• DATASET EXCERPTS:
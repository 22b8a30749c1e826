//! Boundary records exchanged with the participant-profile store.

use super::{Attributes, CharacterClass, CombatStats, Equipment, FighterStance, ParticipantId};

/// Persisted class-resource values, one field per class.
#[derive(Clone, Copy, Debug, PartialEq, Eq)]
#[cfg_attr(feature = "serde", derive(serde::Serialize, serde::Deserialize))]
#[cfg_attr(feature = "serde", serde(default))]
pub struct StoredResources {
    pub sneak: i32,
    pub stance: FighterStance,
    pub mana: i32,
    pub wrath: i32,
    pub balance: i32,
}

impl Default for StoredResources {
    fn default() -> Self {
        Self {
            sneak: 0,
            stance: FighterStance::None,
            mana: crate::config::CombatConfig::MANA_MAX,
            wrath: 0,
            balance: 0,
        }
    }
}

/// What the engine reads about a participant when they enter combat.
#[derive(Clone, Debug, PartialEq, Eq)]
#[cfg_attr(feature = "serde", derive(serde::Serialize, serde::Deserialize))]
pub struct ParticipantProfile {
    pub id: ParticipantId,
    pub display_name: String,
    pub class: Option<CharacterClass>,
    #[cfg_attr(feature = "serde", serde(default = "default_level"))]
    pub level: u32,
    #[cfg_attr(feature = "serde", serde(default))]
    pub attributes: Attributes,
    #[cfg_attr(feature = "serde", serde(default))]
    pub equipment: Equipment,
    /// Current health out of combat; `None` means full.
    #[cfg_attr(feature = "serde", serde(default))]
    pub health: Option<i32>,
    #[cfg_attr(feature = "serde", serde(default))]
    pub resources: StoredResources,
}

#[cfg(feature = "serde")]
fn default_level() -> u32 {
    1
}

impl ParticipantProfile {
    /// A fresh level-1 character with every attribute at 5.
    pub fn new(
        id: impl Into<ParticipantId>,
        display_name: impl Into<String>,
        class: CharacterClass,
    ) -> Self {
        Self {
            id: id.into(),
            display_name: display_name.into(),
            class: Some(class),
            level: 1,
            attributes: Attributes::uniform(5),
            equipment: Equipment::default(),
            health: None,
            resources: StoredResources::default(),
        }
    }

    /// Combat snapshot: base attributes plus equipment, with health clamped
    /// into `1..=max_health` so nobody enters combat already dead.
    pub fn combat_stats(&self) -> CombatStats {
        let attributes = self.attributes.plus(&self.equipment.attribute_bonus());
        let max_health = CombatStats::max_health_for(attributes.constitution, self.level);
        let mut stats = CombatStats::new(
            max_health,
            attributes,
            self.equipment.defense_bonus(),
            self.equipment.damage_bonus(),
        );
        if let Some(health) = self.health {
            stats.health = health.clamp(1, stats.max_health);
        }
        stats
    }
}

/// Currency and experience granted at encounter completion.
#[derive(Clone, Copy, Debug, Default, PartialEq, Eq)]
#[cfg_attr(feature = "serde", derive(serde::Serialize, serde::Deserialize))]
pub struct Reward {
    pub coins: u32,
    pub experience: u32,
}

/// Final combat values to persist for one participant.
///
/// Produced once on death and once at completion; applying the same
/// writeback twice leaves the profile unchanged.
#[derive(Clone, Debug, PartialEq, Eq)]
#[cfg_attr(feature = "serde", derive(serde::Serialize, serde::Deserialize))]
pub struct ProfileWriteback {
    pub participant: ParticipantId,
    pub health: i32,
    pub resources: StoredResources,
    pub died: bool,
    pub reward: Option<Reward>,
}

#[cfg(test)]
mod tests {
    use super::*;
    use crate::state::{Hand, Item, ItemKind};

    #[test]
    fn combat_stats_fold_in_equipment() {
        let mut profile = ParticipantProfile::new("u1", "Ash", CharacterClass::Fighter);
        let mut plate = Item::new("Plate", ItemKind::ChestArmor);
        plate.defense_bonus = 4;
        plate.bonuses.constitution = 2;
        profile
            .equipment
            .equip(plate, CharacterClass::Fighter, Hand::Main)
            .unwrap();

        let stats = profile.combat_stats();
        assert_eq!(stats.attributes.constitution, 7);
        assert_eq!(stats.defense, 4);
        assert_eq!(stats.max_health, 50 + 70 + 5);
        assert_eq!(stats.health, stats.max_health);
    }

    #[test]
    fn stored_health_is_clamped() {
        let mut profile = ParticipantProfile::new("u1", "Ash", CharacterClass::Mage);
        profile.health = Some(10_000);
        let stats = profile.combat_stats();
        assert_eq!(stats.health, stats.max_health);

        profile.health = Some(-3);
        assert_eq!(profile.combat_stats().health, 1);
    }
}
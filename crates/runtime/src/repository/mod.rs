//! Repository layer for participant profiles.
//!
//! Profiles are the only data the runtime persists: they are read when a
//! participant joins and written back when they die or the encounter ends.
//! Static combat content comes from `expedition-content`, not from here.

mod error;
mod file;
mod memory;
mod profile;
mod traits;

pub use error::{RepositoryError, Result};
pub use file::FileProfileStore;
pub use memory::InMemoryProfileStore;
pub use profile::StoredProfile;
pub use traits::ProfileStore;
//! Content digests for collected files
//!
//! Uses SHA-256 over a fixed-size streaming buffer so large binaries are never
//! read into memory at once.

use sha2::{Digest, Sha256};
use std::fs::File;
use std::io::{self, Read};
use std::path::Path;
use tracing::debug;

/// Read buffer size for streaming digests
pub const CHUNK_SIZE: usize = 64 * 1024;

/// Hash a file's contents, returning the lowercase hex digest
pub fn sha256_file(path: &Path) -> io::Result<String> {
    let mut file = File::open(path)?;

    let mut hasher = Sha256::new();
    let mut buffer = vec![0u8; CHUNK_SIZE];

    loop {
        let bytes_read = file.read(&mut buffer)?;
        if bytes_read == 0 {
            break;
        }
        hasher.update(&buffer[..bytes_read]);
    }

    Ok(hex::encode(hasher.finalize()))
}

/// Like [`sha256_file`] but an unreadable file yields `None`
pub fn sha256_file_opt(path: &Path) -> Option<String> {
    match sha256_file(path) {
        Ok(digest) => Some(digest),
        Err(e) => {
            debug!("Could not hash {}: {}", path.display(), e);
            None
        }
    }
}

/// Hash an in-memory byte slice
pub fn sha256_bytes(content: &[u8]) -> String {
    hex::encode(Sha256::digest(content))
}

• TASK DESCRIPTION: Copy all lines of the records in which the string "path" can be found.

• ANSWER TO THE PROBLEM:
use std::path::Path;
pub fn sha256_file(path: &Path) -> io::Result<String> {
    let mut file = File::open(path)?;
pub fn sha256_file_opt(path: &Path) -> Option<String> {
    match sha256_file(path) {
            debug!("Could not hash {}: {}", path.display(), e);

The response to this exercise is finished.